Accepted_test

DNA methylation is one of the key mechanisms responsible for the implementation of the individual development program. The purpose of this study is to identify the potential role of multiple abnormalities in the methylome of extraembryonic tissues in the death of human embryos at early stages of development.

Methods and Algorithms: The methylation level was assessed using reduced representation bisulfite sequencing (RRBS) in chorionic villi of 8 spontaneous abortions of the first trimester of pregnancy with 45,X karyotype and 7 induced abortions with normal 46,XX and 46,XY karyotypes. Using STR analysis, the parental origin of the X chromosome was established in spontaneous abortions 45,X. Also, we analyzed 8 spontaneous abortions of the first trimester of pregnancy with normal karyotype with high and low level of LINE-1 methylation using RRBS.

Moreover, we analyzed the methylation profile of the LINE-1 retrotransposon using targeted bisulfite massive parallel sequencing in pairs of spontaneous abortions from the same families (n=21 pairs).

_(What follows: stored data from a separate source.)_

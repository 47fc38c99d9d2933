use axum::{
    extract::rejection::QueryRejection,
    http::StatusCode,
    response::{IntoResponse, Response},
    Json,
};
use serde_json::json;
use thiserror::Error;
use crate::store::StoreError;

#[derive(Error, Debug)]
pub enum ApiError {
    #[error(transparent)]
    Store(#[from] StoreError),

    #[error(transparent)]
    Query(#[from] QueryRejection),

    #[error("Resource not found: {0}")]
    NotFound(String),
}

impl IntoResponse for ApiError {
    fn into_response(self) -> Response {
        let status = match &self {
            ApiError::Store(StoreError::InvalidAddress(_)) => StatusCode::BAD_REQUEST,
            ApiError::Store(StoreError::UnknownAccount(_)) => StatusCode::NOT_FOUND,
            ApiError::Store(StoreError::AlreadySubscribed(_)) => StatusCode::CONFLICT,
            ApiError::Store(StoreError::ChainUnavailable(_)) => StatusCode::SERVICE_UNAVAILABLE,
            ApiError::Query(_) => StatusCode::BAD_REQUEST,
            ApiError::NotFound(_) => StatusCode::NOT_FOUND,
        };

        let body = Json(json!({
            "error": self.to_string(),
        }));

        (status, body).into_response()
    }
}
// Transaction and block shapes as returned by eth_getBlockByNumber(height, true).
// Quantities travel as 0x-prefixed hex strings on the wire.

use serde::{Deserialize, Serialize};
use serde_json::{Map, Value};

/// One on-chain transaction. Fields the service does not interpret
/// (gas, nonce, input, signature, fee fields, access list) stay in `extra`.
#[derive(Debug, Clone, Default, Serialize, Deserialize)]
#[serde(rename_all = "camelCase")]
pub struct Transaction {
    pub hash: String,
    pub from: String,
    /// `None` for contract creation.
    #[serde(default)]
    pub to: Option<String>,
    #[serde(with = "hex_u64")]
    pub block_number: u64,
    #[serde(default)]
    pub value: String,
    #[serde(default, skip_serializing_if = "Option::is_none")]
    pub block_hash: Option<String>,
    #[serde(flatten)]
    pub extra: Map<String, Value>,
}

impl Transaction {
    /// True when `address` is the sender or the recipient.
    pub fn involves(&self, address: &str) -> bool {
        self.from.eq_ignore_ascii_case(address)
            || self
                .to
                .as_deref()
                .is_some_and(|to| to.eq_ignore_ascii_case(address))
    }
}

impl PartialEq for Transaction {
    fn eq(&self, other: &Self) -> bool {
        self.hash == other.hash
    }
}

impl Eq for Transaction {}

#[derive(Debug, Clone, Deserialize)]
pub struct Block {
    #[serde(with = "hex_u64")]
    pub number: u64,
    #[serde(default)]
    pub hash: Option<String>,
    #[serde(default)]
    pub transactions: Vec<Transaction>,
}

/// Parse a hex quantity, with or without the `0x` prefix.
pub fn parse_hex_u64(s: &str) -> Option<u64> {
    let digits = s.strip_prefix("0x").unwrap_or(s);
    if digits.is_empty() {
        return None;
    }
    u64::from_str_radix(digits, 16).ok()
}

pub fn to_hex_quantity(n: u64) -> String {
    format!("0x{:x}", n)
}

pub mod hex_u64 {
    use serde::{de, Deserialize, Deserializer, Serializer};

    pub fn serialize<S: Serializer>(value: &u64, serializer: S) -> Result<S::Ok, S::Error> {
        serializer.serialize_str(&super::to_hex_quantity(*value))
    }

    pub fn deserialize<'de, D: Deserializer<'de>>(deserializer: D) -> Result<u64, D::Error> {
        let s = String::deserialize(deserializer)?;
        super::parse_hex_u64(&s)
            .ok_or_else(|| de::Error::custom(format!("invalid hex quantity: {}", s)))
    }
}
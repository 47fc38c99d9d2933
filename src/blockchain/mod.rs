pub mod client;
pub mod decoder;
pub mod polling;
pub mod scanner;

// Re-exports for convenience
pub use client::{ChainClient, RpcClient};
pub use polling::{scan_all_accounts, start_polling};
pub use scanner::Scanner;
pub mod api;
pub mod blockchain;
pub mod config;
pub mod models;
pub mod state;
pub mod store;
pub mod validation;

#[cfg(test)]
pub mod tests;

// Re-export specific items for convenience
pub use api::error::ApiError;
pub use api::response::ApiResponse;
pub use api::route::{create_router, AddressQuery};
pub use blockchain::scanner::{RoundError, ScanError, Scanner};
pub use models::{Block, Transaction};
pub use store::{AccountStore, StoreError};
pub use validation::{normalize_address, validate_address};
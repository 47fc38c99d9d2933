pub mod error;
pub mod route;
pub mod response;

pub use error::ApiError;
pub use route::create_router;
pub use response::{ApiResponse, with_total_count};
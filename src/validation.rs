use thiserror::Error;

#[derive(Error, Debug, Clone, PartialEq, Eq)]
pub enum ValidationError {
    #[error("input address [{0}] is invalid")]
    InvalidAddress(String),
}

/// Checks the canonical account format: `0x` followed by 40 hex characters.
pub fn validate_address(address: &str) -> Result<(), ValidationError> {
    let digits = match address.strip_prefix("0x") {
        Some(digits) => digits,
        None => return Err(ValidationError::InvalidAddress(address.to_string())),
    };

    // 20 bytes
    if digits.len() != 40 || hex::decode(digits).is_err() {
        return Err(ValidationError::InvalidAddress(address.to_string()));
    }

    Ok(())
}

/// Validates and lower-cases an address so it can be used as a store key.
pub fn normalize_address(address: &str) -> Result<String, ValidationError> {
    validate_address(address)?;
    Ok(address.to_ascii_lowercase())
}
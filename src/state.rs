use crate::blockchain::client::ChainClient;
use crate::blockchain::scanner::Scanner;
use crate::config::Config;
use crate::store::AccountStore;
use std::sync::Arc;

pub struct AppState {
    pub config: Config,
    pub store: Arc<AccountStore>,
    pub scanner: Scanner,
}

impl AppState {
    /// Wire the store and the scanner onto one chain client.
    pub fn new(config: Config, client: Arc<dyn ChainClient>) -> Self {
        let store = Arc::new(AccountStore::new(client.clone(), config.scan.clone()));
        let scanner = Scanner::new(store.clone(), client, config.scan.clone());

        Self {
            config,
            store,
            scanner,
        }
    }
}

Conclusion: Aberrant methylation of genes involved in placentation, proliferation, and cell differentiation has been found in spontaneous miscarriages with monosomy X and normal karyotype. These disorders are likely to be the cause of the embryo lethality. The detected correlation between the levels of methylation of the LINE-1 retrotransposon in the chorionic villi of spontaneous abortions from the same families may be a consequence of common maternal factors affecting embryos and associated with their death, or indirect evidence of a transgenerational effect on the level of LINE-1 methylation of at least one from parents.